Two years ago, the House passed a different say-on-pay bill by a vote of 269 to 134 (afterwards, then-Sen. Obama floated the same bill in the Senate but it never went anywhere). The Senate is not expected to consider similar legislation until sometime after the August recess – and it’s expected that there will be a tougher battle in the Senate over the bill’s terms.
Here is a final version of the bill. And here is the House Financial Service Committee’s marked-up version of the bill (with the only reported major change being the clawback reversal noted below) – and here is that Committee’s report.
Below are key provisions of the bill’s three major components, with commentary gleaned from a variety of sources:
1. Say-on-Pay: Section 2
– Likely Not Applicable to ’10 Proxy Season – Effective date for this Section is six months after SEC adopts rules implementing this Section; and the SEC is directed to adopt rules within six months of enactment of the bill into law. The upshot is that say-on-pay is not likely to be applied to the ’10 proxy season, but perhaps could be effective later in 2010. Treasury’s recommendation was to adopt something before the ’10 proxy season.

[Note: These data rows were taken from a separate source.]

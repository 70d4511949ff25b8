//! HTTP transport
//!
//! The core sees fetching through the [`Fetcher`] trait: `open` yields the
//! declared media type before any body is read (an MP3 stream never ends),
//! `fetch` returns a complete body. [`HttpClient`] implements it on reqwest.

use crate::error::{Error, Result};
use bytes::{Bytes, BytesMut};
use futures::stream::{self, BoxStream, StreamExt};
use piradio_common::PlayerConfig;
use std::future::Future;
use std::time::Duration;
use tracing::debug;

/// Body chunks as they arrive
pub type ByteStream = BoxStream<'static, Result<Bytes>>;

/// A response whose body has not been read yet
pub struct Resource {
    /// Final URL (after redirects), base for relative playlist entries
    pub url: String,
    /// Declared `Content-Type`, empty when absent
    pub media_type: String,
    pub body: ByteStream,
}

impl Resource {
    /// Wrap an in-memory body
    pub fn from_bytes(url: impl Into<String>, media_type: impl Into<String>, body: Bytes) -> Self {
        Self {
            url: url.into(),
            media_type: media_type.into(),
            body: stream::once(async move { Ok::<_, Error>(body) }).boxed(),
        }
    }

    /// Read the whole body
    pub async fn collect(self) -> Result<Fetched> {
        let Resource {
            url,
            media_type,
            mut body,
        } = self;

        let mut buffer = BytesMut::new();
        while let Some(chunk) = body.next().await {
            buffer.extend_from_slice(&chunk?);
        }

        Ok(Fetched {
            url,
            media_type,
            body: buffer.freeze(),
        })
    }
}

/// A fully read response
#[derive(Debug, Clone)]
pub struct Fetched {
    pub url: String,
    pub media_type: String,
    pub body: Bytes,
}

impl Fetched {
    /// Body as text (lossy), for playlist parsing
    pub fn text(&self) -> String {
        String::from_utf8_lossy(&self.body).into_owned()
    }
}

/// Source of remote resources
pub trait Fetcher: Send + Sync {
    /// Issue the request and return once headers are in
    fn open(&self, url: &str) -> impl Future<Output = Result<Resource>> + Send;

    /// Fetch a bounded resource completely
    fn fetch(&self, url: &str) -> impl Future<Output = Result<Fetched>> + Send {
        async move { self.open(url).await?.collect().await }
    }
}

/// reqwest-backed [`Fetcher`]
#[derive(Clone)]
pub struct HttpClient {
    client: reqwest::Client,
    request_timeout: Duration,
}

impl HttpClient {
    /// Build a client
    ///
    /// # Arguments
    /// - `user_agent`: sent with every request
    /// - `connect_timeout`: applies to every request
    /// - `request_timeout`: applies to bounded fetches only, never to `open`
    pub fn new(user_agent: &str, connect_timeout: Duration, request_timeout: Duration) -> Result<Self> {
        let client = reqwest::Client::builder()
            .user_agent(user_agent)
            .connect_timeout(connect_timeout)
            .build()
            .map_err(|e| Error::fetch("<client>", e))?;

        Ok(Self {
            client,
            request_timeout,
        })
    }

    pub fn from_config(config: &PlayerConfig) -> Result<Self> {
        Self::new(
            &config.user_agent,
            config.connect_timeout(),
            config.request_timeout(),
        )
    }

    async fn send(&self, url: &str, timeout: Option<Duration>) -> Result<reqwest::Response> {
        let mut request = self.client.get(url);
        if let Some(timeout) = timeout {
            request = request.timeout(timeout);
        }

        let response = request.send().await.map_err(|e| Error::fetch(url, e))?;

        let status = response.status();
        if !status.is_success() {
            return Err(Error::fetch(url, format!("HTTP {}", status)));
        }
        Ok(response)
    }

    fn media_type(response: &reqwest::Response) -> String {
        response
            .headers()
            .get(reqwest::header::CONTENT_TYPE)
            .and_then(|value| value.to_str().ok())
            .unwrap_or_default()
            .to_string()
    }
}

impl Fetcher for HttpClient {
    async fn open(&self, url: &str) -> Result<Resource> {
        let response = self.send(url, None).await?;
        let media_type = Self::media_type(&response);
        let final_url = response.url().to_string();
        debug!(url = %final_url, media_type = %media_type, "Opened resource");

        let error_url = final_url.clone();
        let body = response
            .bytes_stream()
            .map(move |chunk| chunk.map_err(|e| Error::fetch(error_url.as_str(), e)))
            .boxed();

        Ok(Resource {
            url: final_url,
            media_type,
            body,
        })
    }

    async fn fetch(&self, url: &str) -> Result<Fetched> {
        let response = self.send(url, Some(self.request_timeout)).await?;
        let media_type = Self::media_type(&response);
        let final_url = response.url().to_string();

        let body = response
            .bytes()
            .await
            .map_err(|e| Error::fetch(final_url.as_str(), e))?;
        debug!(
            url = %final_url,
            media_type = %media_type,
            bytes = body.len(),
            "Fetched resource"
        );

        Ok(Fetched {
            url: final_url,
            media_type,
            body,
        })
    }
}
//! Error types for piradio-ap
//!
//! One variant per failure class of the player. Whether a failure is retried
//! or ends the session is decided by [`Error::is_retryable`].

use thiserror::Error;

/// Main error type for the player
#[derive(Error, Debug)]
pub enum Error {
    /// Transport failure, timeout, or non-success HTTP status
    #[error("Fetch error for {url}: {reason}")]
    Fetch { url: String, reason: String },

    /// Media type that the current step cannot handle
    #[error("Classification error: {0}")]
    Classification(String),

    /// Playlist that cannot be parsed or nests illegally
    #[error("Malformed playlist: {0}")]
    MalformedPlaylist(String),

    /// Upstream moved the media sequence backwards
    #[error("Sequence regression: reported {reported} but already at {current}")]
    SequenceRegression { current: i64, reported: i64 },

    /// Audio decoding errors
    #[error("Audio decode error: {0}")]
    Decode(String),

    /// Audio output device errors
    #[error("Audio sink error: {0}")]
    Sink(String),

    /// Configuration errors
    #[error(transparent)]
    Config(#[from] piradio_common::Error),

    /// File I/O error
    #[error("File I/O error: {0}")]
    Io(#[from] std::io::Error),
}

impl Error {
    pub fn fetch(url: impl Into<String>, reason: impl ToString) -> Self {
        Error::Fetch {
            url: url.into(),
            reason: reason.to_string(),
        }
    }

    /// Whether a steady-state poll may retry after this error
    ///
    /// Network and upstream noise is retried on the next tick. Sequence
    /// regressions, decode and sink failures end the session.
    pub fn is_retryable(&self) -> bool {
        matches!(
            self,
            Error::Fetch { .. } | Error::MalformedPlaylist(_) | Error::Classification(_)
        )
    }
}

/// Convenience Result type using the player Error
pub type Result<T> = std::result::Result<T, Error>;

– FPIs Excepted – No Triennial Alternative – Requires annual non-binding vote on disclosure of executive compensation arrangements and “golden parachutes”; mark-up clarified that neither applies to foreign private issuers. Note that the idea of a triennial vote (ie. Carpenters Union’s alternative) was considered during the mark-up but defeated.
– SEC Might Exempt Small Businesses – Gives authority to the SEC to exempt certain types of companies from say-on-pay; SEC might use this to exempt smaller businesses. Treasury recommendation didn’t address this topic.
– Investment Managers Report How They Vote – Requires certain types of investment managers to report annually how they voted on say-on-pay at the companies for which they own at least $100 million of their equity at some point during the preceding 12 months. Treasury recommendation didn’t include this likely-to-be controversial item.
– No Tabular Format for Golden Parachute Disclosures – For say-on-pay on golden parachutes, tabular format eliminated during mark-up; and mark-up clarified that golden parachutes previously approved by shareholders must be disclosed, but need not be voted upon again. I can’t figure out why tabular disclosures were dropped – in my opinion, dropping it was not a good idea.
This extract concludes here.